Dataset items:

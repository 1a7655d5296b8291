//! Backing store abstraction
//!
//! The relational store is reached through two traits: [`ReadBackend`] for the
//! generic read path and [`AssignmentStore`] for synchronization and hierarchy
//! administration. [`postgres::PgBackend`] is the production implementation;
//! [`memory::MemoryBackend`] keeps the same semantics in process for tests and
//! local development.

pub mod memory;
pub mod postgres;

use async_trait::async_trait;
use serde_json::{Map, Value as JsonValue};
use skillgate_common::types::{Assignment, EntityId, HierarchyNode, NodeId};
use skillgate_common::SkillgateError;
use thiserror::Error;

use crate::audit::{AuditRecord, MutationContext};
use crate::error::{ErrorKind, GatewayError};
use crate::query::{ProcedureCall, SelectStatement};
use crate::sync::{ApplyOutcome, SyncPlan};

/// One result row, column name to value
pub type Row = Map<String, JsonValue>;

#[derive(Debug, Error)]
pub enum StoreError {
    #[error("{0}")]
    NotFound(String),

    #[error("{0}")]
    Malformed(String),

    #[error("{0}")]
    Conflict(String),

    #[error("Backend unavailable: {0}")]
    Unavailable(String),

    #[error("Database error: {0}")]
    Database(#[from] sqlx::Error),
}

impl StoreError {
    /// Map to the caller-facing error kind
    ///
    /// Database errors are classified by SQLSTATE class: undefined objects are
    /// `NotFound`, data and syntax errors `Malformed`, connection and resource
    /// errors `BackendUnavailable`.
    pub fn kind(&self) -> ErrorKind {
        match self {
            Self::NotFound(_) => ErrorKind::NotFound,
            Self::Malformed(_) => ErrorKind::Malformed,
            Self::Conflict(_) => ErrorKind::Conflict,
            Self::Unavailable(_) => ErrorKind::BackendUnavailable,
            Self::Database(err) => classify_database_error(err),
        }
    }
}

fn classify_database_error(err: &sqlx::Error) -> ErrorKind {
    match err {
        sqlx::Error::RowNotFound => ErrorKind::NotFound,
        sqlx::Error::Database(db) => match db.code().as_deref() {
            Some("42P01") | Some("42883") => ErrorKind::NotFound,
            Some("40001") | Some("40P01") | Some("23505") => ErrorKind::Conflict,
            Some(code) if code.starts_with("22") || code.starts_with("42") => ErrorKind::Malformed,
            Some(code) if code.starts_with("23") => ErrorKind::Malformed,
            _ => ErrorKind::BackendUnavailable,
        },
        sqlx::Error::ColumnDecode { .. } | sqlx::Error::Decode(_) => ErrorKind::Malformed,
        _ => ErrorKind::BackendUnavailable,
    }
}

impl From<SkillgateError> for StoreError {
    fn from(err: SkillgateError) -> Self {
        Self::Malformed(err.to_string())
    }
}

impl From<StoreError> for GatewayError {
    fn from(err: StoreError) -> Self {
        GatewayError::new(err.kind(), err.to_string())
    }
}

/// A node to be created; the level is derived by the store
#[derive(Debug, Clone, PartialEq)]
pub struct NewNode {
    pub id: NodeId,
    pub parent_id: Option<NodeId>,
    pub attributes: Map<String, JsonValue>,
}

#[async_trait]
pub trait ReadBackend: Send + Sync {
    async fn select(&self, statement: &SelectStatement) -> Result<Vec<Row>, StoreError>;

    async fn call_procedure(&self, call: &ProcedureCall) -> Result<Vec<Row>, StoreError>;

    async fn ping(&self) -> Result<(), StoreError>;
}

#[async_trait]
pub trait AssignmentStore: Send + Sync {
    async fn entity_exists(&self, entity_id: &EntityId) -> Result<bool, StoreError>;

    /// Nodes among `ids` that exist, disabled ones included
    async fn load_nodes(&self, ids: &[NodeId]) -> Result<Vec<HierarchyNode>, StoreError>;

    async fn load_active_assignments(
        &self,
        entity_id: &EntityId,
    ) -> Result<Vec<Assignment>, StoreError>;

    /// Apply a plan atomically, guarded by the versions it was planned against
    ///
    /// Either every change and its audit record is committed, or nothing is
    /// and the outcome lists the rows whose guard failed.
    async fn apply_sync(
        &self,
        plan: &SyncPlan,
        context: &MutationContext,
    ) -> Result<ApplyOutcome, StoreError>;

    async fn create_node(
        &self,
        node: &NewNode,
        context: &MutationContext,
    ) -> Result<HierarchyNode, StoreError>;

    async fn disable_node(
        &self,
        id: &NodeId,
        context: &MutationContext,
    ) -> Result<HierarchyNode, StoreError>;

    async fn audit_records_for(&self, entity_id: &EntityId)
        -> Result<Vec<AuditRecord>, StoreError>;
}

» **Action item**:
The records above are to be restated word for word.

» **Your response**:
repository 1a7655d5296b8291
//! Backing store abstraction
//!
//! The relational store is reached through two traits: [`ReadBackend`] for the
//! generic read path and [`AssignmentStore`] for synchronization and hierarchy
//! administration. [`postgres::PgBackend`] is the production implementation;
//! [`memory::MemoryBackend`] keeps the same semantics in process for tests and
//! local development.

pub mod memory;
pub mod postgres;

use async_trait::async_trait;
use serde_json::{Map, Value as JsonValue};
use skillgate_common::types::{Assignment, EntityId, HierarchyNode, NodeId};
use skillgate_common::SkillgateError;
use thiserror::Error;

use crate::audit::{AuditRecord, MutationContext};
use crate::error::{ErrorKind, GatewayError};
use crate::query::{ProcedureCall, SelectStatement};
use crate::sync::{ApplyOutcome, SyncPlan};

/// One result row, column name to value
pub type Row = Map<String, JsonValue>;

#[derive(Debug, Error)]
pub enum StoreError {
    #[error("{0}")]
    NotFound(String),

    #[error("{0}")]
    Malformed(String),

    #[error("{0}")]
    Conflict(String),

    #[error("Backend unavailable: {0}")]
    Unavailable(String),

    #[error("Database error: {0}")]
    Database(#[from] sqlx::Error),
}

impl StoreError {
    /// Map to the caller-facing error kind
    ///
    /// Database errors are classified by SQLSTATE class: undefined objects are
    /// `NotFound`, data and syntax errors `Malformed`, connection and resource
    /// errors `BackendUnavailable`.
    pub fn kind(&self) -> ErrorKind {
        match self {
            Self::NotFound(_) => ErrorKind::NotFound,
            Self::Malformed(_) => ErrorKind::Malformed,
            Self::Conflict(_) => ErrorKind::Conflict,
            Self::Unavailable(_) => ErrorKind::BackendUnavailable,
            Self::Database(err) => classify_database_error(err),
        }
    }
}

fn classify_database_error(err: &sqlx::Error) -> ErrorKind {
    match err {
        sqlx::Error::RowNotFound => ErrorKind::NotFound,
        sqlx::Error::Database(db) => match db.code().as_deref() {
            Some("42P01") | Some("42883") => ErrorKind::NotFound,
            Some("40001") | Some("40P01") | Some("23505") => ErrorKind::Conflict,
            Some(code) if code.starts_with("22") || code.starts_with("42") => ErrorKind::Malformed,
            Some(code) if code.starts_with("23") => ErrorKind::Malformed,
            _ => ErrorKind::BackendUnavailable,
        },
        sqlx::Error::ColumnDecode { .. } | sqlx::Error::Decode(_) => ErrorKind::Malformed,
        _ => ErrorKind::BackendUnavailable,
    }
}

impl From<SkillgateError> for StoreError {
    fn from(err: SkillgateError) -> Self {
        Self::Malformed(err.to_string())
    }
}

impl From<StoreError> for GatewayError {
    fn from(err: StoreError) -> Self {
        GatewayError::new(err.kind(), err.to_string())
    }
}

/// A node to be created; the level is derived by the store
#[derive(Debug, Clone, PartialEq)]
pub struct NewNode {
    pub id: NodeId,
    pub parent_id: Option<NodeId>,
    pub attributes: Map<String, JsonValue>,
}

#[async_trait]
pub trait ReadBackend: Send + Sync {
    async fn select(&self, statement: &SelectStatement) -> Result<Vec<Row>, StoreError>;

    async fn call_procedure(&self, call: &ProcedureCall) -> Result<Vec<Row>, StoreError>;

    async fn ping(&self) -> Result<(), StoreError>;
}

#[async_trait]
pub trait AssignmentStore: Send + Sync {
    async fn entity_exists(&self, entity_id: &EntityId) -> Result<bool, StoreError>;

    /// Nodes among `ids` that exist, disabled ones included
    async fn load_nodes(&self, ids: &[NodeId]) -> Result<Vec<HierarchyNode>, StoreError>;

    async fn load_active_assignments(
        &self,
        entity_id: &EntityId,
    ) -> Result<Vec<Assignment>, StoreError>;

    /// Apply a plan atomically, guarded by the versions it was planned against
    ///
    /// Either every change and its audit record is committed, or nothing is
    /// and the outcome lists the rows whose guard failed.
    async fn apply_sync(
        &self,
        plan: &SyncPlan,
        context: &MutationContext,
    ) -> Result<ApplyOutcome, StoreError>;

    async fn create_node(
        &self,
        node: &NewNode,
        context: &MutationContext,
    ) -> Result<HierarchyNode, StoreError>;

    async fn disable_node(
        &self,
        id: &NodeId,
        context: &MutationContext,
    ) -> Result<HierarchyNode, StoreError>;

    async fn audit_records_for(&self, entity_id: &EntityId)
        -> Result<Vec<AuditRecord>, StoreError>;
}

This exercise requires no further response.